Concerns about tracking technology were first raised in late 2022 after an investigative journalism report found that Meta Pixel or other similar tools were frequently embedded on many different pages of hospital websites. The tools would capture varying forms of data about visitors and send the data back to the website host and the tool creator. Often no Business Associate Agreement or other HIPAA required protections were in place for those relationships. The first pass at discussing some of those issues was covered in this blog in January 2023.

After the proverbial cover was blown off the issue, OCR issued its first attempt at guidance around tracking technology use in December 2022. The enthusiasm was immediately quite low for the guidance with many feeling that OCR overstepped its bounds with some of the statements. In particular, the greatest amount of concern came from OCR’s apparent claim that all website visitor info would be subject to HIPAA and had to be afforded the appropriate protections.

Not surprisingly, the guidance was challenged with the charge on that front being led by the American Hospital Association. The mixture of the guidance, the challenge, and one sort of on point court decision around the same time created a lot of room for different interpretations.

Given the different points of view, many lawsuits were filed and settled while the picture remained unclear. One of those claims was brought by a state (New York) and settled between the alleged violator and the Attorney General. Arguably, an open question remains as to whether other states will keep pursuing potential actions by leaning on allegations of violating state level privacy protections without also alleging a corresponding HIPAA violation. However, the settlement did hone in on the use of tracking technology in areas requiring patient login, which is a much safer zone of being able to show potential inconsistencies with HIPAA.

Then in march 2024, OCR somewhat quietly issued a revised version of its guidance on tracking technology. The revised version came out as the Texas Court was getting closer to issuing a decision on the matter as presented to it. While OCR asserted that the revised guidance addressed the alleged problems of issuing a new interpretation without following appropriate procedure, that was just a bit of hand waving from certain perspectives. Ultimately, the revised guidance still strongly suggested that all data collected by tracking technology should be treated as subject to HIPAA and tried to force website owners to interpret the intent of a webpage visitor by actions on the webpage (something that is pretty much impossible).

With all of those pieces of the puzzle coming together, the Texas Court issued its decision to vacate key portions of OCR’s guidance in June 2024. The Texas Court determined that OCR went too far when it claimed that combining an IP address with a visit to an unauthorized public webpage constituted PHI. The Texas Court could not find support for that determination in the plain language of existing definitions in HIPAA or a basis of authority for OCR to make that change.

That was the lay of the land to this point.

The Aborted Appeal

Following the Texas Court’s decision, the next (and possibly final) question was how OCR would respond. Initially, it appeared OCR would appeal as it filed a notice of appeal. That course was reversed, as of August 29, 2024, with OCR withdrawing its notice of appeal. That means the Texas Court’s decision will stand.

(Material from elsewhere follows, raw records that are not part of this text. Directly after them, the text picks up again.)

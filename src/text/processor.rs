//! The text→numeric front end: one vocabulary, two encoders.

use std::collections::HashMap;

use crate::error::{Result, VectorizarError};
use crate::primitives::Matrix;
use crate::text::corpus::Text;
use crate::text::indexer::{FrequencyIndexer, Indexer};
use crate::text::sequence::{Padder, SequencePadder};

/// Vocabulary lifecycle. The only valid transition is `Empty → Built`,
/// performed by a successful [`TextProcessor::fit`].
#[derive(Debug, Clone, Copy, PartialEq, Eq)]
enum VocabularyState {
    Empty,
    Built,
}

/// Converts texts into fixed-length index sequences or bag-of-words
/// vectors, over a vocabulary built once from sample texts.
///
/// The processor owns two injected collaborators: an [`Indexer`] that
/// learns the word→index mapping and turns texts into index sequences,
/// and a [`Padder`] that shapes ragged sequences into fixed-width
/// matrices. Both default to the crate's standard implementations and can
/// be swapped for deterministic fakes in tests.
///
/// # Examples
///
/// ```
/// use vectorizar::text::{Text, TextProcessor};
///
/// let batch: Vec<Text> = vec![
///     "中国 的 首都 是 北京".into(),
///     "北京 天安门".into(),
///     "中国".into(),
/// ];
///
/// let mut processor = TextProcessor::new();
/// processor.fit(&[&batch]).expect("fit should succeed");
/// assert_eq!(processor.vocabulary_size(), 6);
///
/// let sequences = processor.to_sequences(4, &[&batch]).expect("vocabulary is built");
/// assert_eq!(sequences[0].shape(), (3, 4));
/// ```
#[allow(missing_debug_implementations)]
pub struct TextProcessor {
    indexer: Box<dyn Indexer>,
    padder: Box<dyn Padder>,
    state: VocabularyState,
}

impl TextProcessor {
    /// Create a processor with the default collaborators
    /// ([`FrequencyIndexer`], [`SequencePadder`]) and an empty vocabulary.
    #[must_use]
    pub fn new() -> Self {
        Self {
            indexer: Box::new(FrequencyIndexer::new()),
            padder: Box::new(SequencePadder::new()),
            state: VocabularyState::Empty,
        }
    }

    /// Set the indexer used to build the vocabulary and sequence texts.
    #[must_use]
    pub fn with_indexer(mut self, indexer: Box<dyn Indexer>) -> Self {
        self.indexer = indexer;
        self
    }

    /// Set the padder used to shape index sequences.
    #[must_use]
    pub fn with_padder(mut self, padder: Box<dyn Padder>) -> Self {
        self.padder = padder;
        self
    }

    /// True once the vocabulary has been built.
    #[must_use]
    pub fn is_built(&self) -> bool {
        self.state == VocabularyState::Built
    }

    /// The built vocabulary (word → 1-based index), or `None` if
    /// [`fit`](Self::fit) has not run yet.
    ///
    /// Repeated calls return the same mapping; nothing mutates it after
    /// the build.
    #[must_use]
    pub fn vocabulary(&self) -> Option<&HashMap<String, u32>> {
        match self.state {
            VocabularyState::Empty => None,
            VocabularyState::Built => Some(self.indexer.word_index()),
        }
    }

    /// Number of distinct words in the vocabulary; 0 before the build.
    #[must_use]
    pub fn vocabulary_size(&self) -> usize {
        match self.state {
            VocabularyState::Empty => 0,
            VocabularyState::Built => self.indexer.vocab_size(),
        }
    }

    /// Build the vocabulary from one or more batches of sample texts.
    ///
    /// All batches are flattened into a single text list before indexing,
    /// so one shared vocabulary covers every batch. A processor fits
    /// exactly once.
    ///
    /// # Errors
    ///
    /// - [`VectorizarError::EmptyCorpus`] if the flattened list holds no
    ///   texts; the processor stays unbuilt.
    /// - [`VectorizarError::VocabularyAlreadyBuilt`] on a second call; the
    ///   existing vocabulary is untouched.
    ///
    /// # Examples
    ///
    /// ```
    /// use vectorizar::text::{Text, TextProcessor};
    ///
    /// let first: Vec<Text> = vec!["我 在 中国".into()];
    /// let second: Vec<Text> = vec!["北京 是 中国 的 首都".into()];
    ///
    /// let mut processor = TextProcessor::new();
    /// processor.fit(&[&first, &second]).expect("fit should succeed");
    /// assert_eq!(processor.vocabulary_size(), 7);
    /// ```
    pub fn fit(&mut self, batches: &[&[Text]]) -> Result<()> {
        if self.is_built() {
            return Err(VectorizarError::VocabularyAlreadyBuilt);
        }

        let texts: Vec<&Text> = batches.iter().flat_map(|batch| batch.iter()).collect();
        if texts.is_empty() {
            return Err(VectorizarError::EmptyCorpus);
        }

        self.indexer.fit(&texts)?;
        self.state = VocabularyState::Built;
        Ok(())
    }

    /// Convert batches of texts into fixed-length index sequences.
    ///
    /// Each batch becomes one `Matrix<u32>` of shape
    /// (batch len × `length`): every text is mapped to its vocabulary
    /// indices (unknown words dropped), then padded with 0 at the front
    /// or truncated to its last `length` indices.
    ///
    /// # Errors
    ///
    /// Returns [`VectorizarError::VocabularyNotBuilt`] if
    /// [`fit`](Self::fit) has not run yet.
    ///
    /// # Examples
    ///
    /// ```
    /// use vectorizar::text::{Text, TextProcessor};
    ///
    /// let batch: Vec<Text> = vec!["a b c".into(), "a b".into(), "d".into()];
    ///
    /// let mut processor = TextProcessor::new();
    /// processor.fit(&[&batch]).expect("fit should succeed");
    ///
    /// let sequences = processor.to_sequences(3, &[&batch]).expect("vocabulary is built");
    /// assert_eq!(sequences[0].row(0), &[1, 2, 3]);
    /// assert_eq!(sequences[0].row(1), &[0, 1, 2]);
    /// assert_eq!(sequences[0].row(2), &[0, 0, 4]);
    /// ```
    pub fn to_sequences(&self, length: usize, batches: &[&[Text]]) -> Result<Vec<Matrix<u32>>> {
        if !self.is_built() {
            return Err(VectorizarError::VocabularyNotBuilt);
        }

        batches
            .iter()
            .map(|batch| {
                let sequences = self.indexer.texts_to_sequences(batch)?;
                self.padder.pad(&sequences, length)
            })
            .collect()
    }

    /// Convert batches of texts into bag-of-words presence vectors.
    ///
    /// Each batch becomes one `Matrix<f32>` of shape
    /// (batch len × vocabulary size + 1): cell `(i, j)` is 1.0 if index
    /// `j` occurs anywhere in text i's sequence, else 0.0. Column 0
    /// exists for symmetry with the 1-based indices and stays 0.0 for
    /// real words.
    ///
    /// # Errors
    ///
    /// Returns [`VectorizarError::VocabularyNotBuilt`] if
    /// [`fit`](Self::fit) has not run yet.
    ///
    /// # Examples
    ///
    /// ```
    /// use vectorizar::text::{Text, TextProcessor};
    ///
    /// let batch: Vec<Text> = vec!["a b".into(), "c".into()];
    ///
    /// let mut processor = TextProcessor::new();
    /// processor.fit(&[&batch]).expect("fit should succeed");
    ///
    /// let bows = processor.to_bag_of_words(&[&batch]).expect("vocabulary is built");
    /// assert_eq!(bows[0].shape(), (2, 4));
    /// assert_eq!(bows[0].row(0), &[0.0, 1.0, 1.0, 0.0]);
    /// assert_eq!(bows[0].row(1), &[0.0, 0.0, 0.0, 1.0]);
    /// ```
    pub fn to_bag_of_words(&self, batches: &[&[Text]]) -> Result<Vec<Matrix<f32>>> {
        if !self.is_built() {
            return Err(VectorizarError::VocabularyNotBuilt);
        }

        let width = self.vocabulary_size() + 1;

        batches
            .iter()
            .map(|batch| {
                let sequences = self.indexer.texts_to_sequences(batch)?;
                let mut data = vec![0.0f32; sequences.len() * width];
                for (i, sequence) in sequences.iter().enumerate() {
                    for &index in sequence {
                        data[i * width + index as usize] = 1.0;
                    }
                }
                Matrix::from_vec(sequences.len(), width, data)
                    .map_err(|e: &str| VectorizarError::Other(e.to_string()))
            })
            .collect()
    }
}

impl Default for TextProcessor {
    fn default() -> Self {
        Self::new()
    }
}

Where does that leave the state of tracking technology? For now, it’s really a matter of approaching use of such technology with eyes wide open and a full appreciation of where it is deployed. Arguably, that is what should have been done all along. If the technology was understood and used appropriately, then it would be known what type of information was being collected as well as when it could considered protected health information and subject to HIPAA. All that is really merely paying attention to the details, which go to good compliance activities.

While the guidance issue may be done for the moment, it will be necessary to track whether OCR tries to formally issue any new regulations. That will then raise new questions of whether OCR is overstepping the authority granted to it under any relevant statutes and whether those decisions should be able to stand. All questions that cannot be answered right now, but will come in time.